Freezing cold weather is a serious problem for battery powered vehicles.

Either you keep the battery heated when not in use, or it will become partly or fully depleted.

Reliable and accessible battery heating is just not possible for a lot of people.

robo
27th July, 2012 @ 04:31 pm PDT

The materials in this vehicle are considerably lighter and stronger than steel. In an accident where a steel vehicle would crush, this vehicle would be more likely to bounce, with the occupants strapped securely inside. A lot like riding inside a crash helmet.

Steel is not the cleverest material to make vehicles. However the major vehicle manufacturers are vertically integrated with the steel industry and don't want to make vehicles out of anything else.

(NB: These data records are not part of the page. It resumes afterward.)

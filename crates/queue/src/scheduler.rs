//! Scheduled jobs for periodic maintenance tasks.

#![allow(missing_docs)]

use std::sync::Arc;
use std::time::Duration;

use async_trait::async_trait;
use kyc_common::{AppResult, KycConfig};
use kyc_core::{AvScanService, PurgeReport, RetentionService};
use tokio::task::JoinHandle;
use tokio::time::interval;

/// Largest number of stale documents listed per report.
const STALE_SCAN_REPORT_LIMIT: u64 = 500;

/// Scheduler configuration.
#[derive(Debug, Clone)]
pub struct SchedulerConfig {
    /// Interval of the retention purge (default: daily).
    pub purge_interval: Duration,
    /// Interval of the stale scan report (default: hourly).
    pub stale_scan_interval: Duration,
    /// Age after which a pending scan counts as stale.
    pub stale_scan_minutes: i64,
}

impl Default for SchedulerConfig {
    fn default() -> Self {
        Self {
            purge_interval: Duration::from_secs(86400),
            stale_scan_interval: Duration::from_secs(3600),
            stale_scan_minutes: 60,
        }
    }
}

impl SchedulerConfig {
    /// Scheduler settings from the `kyc` config section.
    #[must_use]
    pub fn from_config(config: &KycConfig) -> Self {
        Self {
            purge_interval: Duration::from_secs(config.purge_interval_secs.max(60)),
            stale_scan_minutes: config.stale_scan_minutes,
            ..Self::default()
        }
    }
}

/// Trait for executing scheduled jobs.
#[async_trait]
pub trait JobExecutor: Send + Sync {
    /// Purge documents past their retention date.
    async fn purge_expired(&self) -> AppResult<PurgeReport>;

    /// Log documents still waiting for a scan verdict. Returns their number.
    async fn report_stale_scans(&self, older_than_minutes: i64) -> AppResult<usize>;
}

/// Executor backed by the core retention and scan services.
#[derive(Clone)]
pub struct KycJobExecutor {
    retention: RetentionService,
    scans: AvScanService,
}

impl KycJobExecutor {
    #[must_use]
    pub const fn new(retention: RetentionService, scans: AvScanService) -> Self {
        Self { retention, scans }
    }
}

#[async_trait]
impl JobExecutor for KycJobExecutor {
    async fn purge_expired(&self) -> AppResult<PurgeReport> {
        self.retention.purge(false).await
    }

    async fn report_stale_scans(&self, older_than_minutes: i64) -> AppResult<usize> {
        let stale = self
            .scans
            .find_stale_pending(older_than_minutes, STALE_SCAN_REPORT_LIMIT)
            .await?;

        for document in &stale {
            tracing::warn!(
                target: "kyc::audit",
                document_id = %document.id,
                submission_id = %document.submission_id,
                created_at = %document.created_at,
                "Document still waiting for an antivirus verdict"
            );
        }
        Ok(stale.len())
    }
}

/// Run the scheduler with the given configuration and executor.
pub fn run_scheduler<E: JobExecutor + 'static>(
    config: &SchedulerConfig,
    executor: Arc<E>,
) -> Vec<JoinHandle<()>> {
    let executor_purge = executor.clone();
    let executor_stale = executor;

    let purge_interval = config.purge_interval;
    let stale_interval = config.stale_scan_interval;
    let stale_minutes = config.stale_scan_minutes;

    // Spawn retention purge task
    let purge = tokio::spawn(async move {
        let mut interval = interval(purge_interval);
        loop {
            interval.tick().await;
            match executor_purge.purge_expired().await {
                Ok(report) if report.has_errors() => {
                    tracing::error!(summary = %report, "Retention purge finished with errors");
                }
                Ok(report) => {
                    if report.purged_submissions > 0 {
                        tracing::info!(summary = %report, "Retention purge finished");
                    }
                }
                Err(e) => {
                    tracing::error!(error = %e, "Retention purge failed");
                }
            }
        }
    });

    // Spawn stale scan report task
    let stale = tokio::spawn(async move {
        let mut interval = interval(stale_interval);
        loop {
            interval.tick().await;
            match executor_stale.report_stale_scans(stale_minutes).await {
                Ok(count) => {
                    if count > 0 {
                        tracing::warn!(count, "Documents waiting for antivirus verdicts");
                    }
                }
                Err(e) => {
                    tracing::error!(error = %e, "Stale scan report failed");
                }
            }
        }
    });

    vec![purge, stale]
}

The next generation of transport is coming from new entry manufacturers like this, with complete choice of materials and drive train. The prices are going down and the technology is improving in leaps and bounds. I'm looking forward to a future of seriously efficient vehicles with excellent performance rather than these noisy, smelly dinosaurs we've been stuck with. I've loved them to bits but their day is done.

apprenticeearthwiz
27th July, 2012 @ 06:08 pm PDT

apprenticeearthwiz

^^^^^^

Battery trechnology and fuel cell has been said to be improving 'by leaps and bounds' for the past 20 years and each time, like fusion technology and is said to be just around the corner and will be available in the perrenial 5 years, 'may' 'will' 'most likely' etc etc . The problem with these kind of unproven cutting edge technology is that everytime they are fighting themselves with contraints by the laws of physics and thermodynamics, and with automobile application the contraints are even greater.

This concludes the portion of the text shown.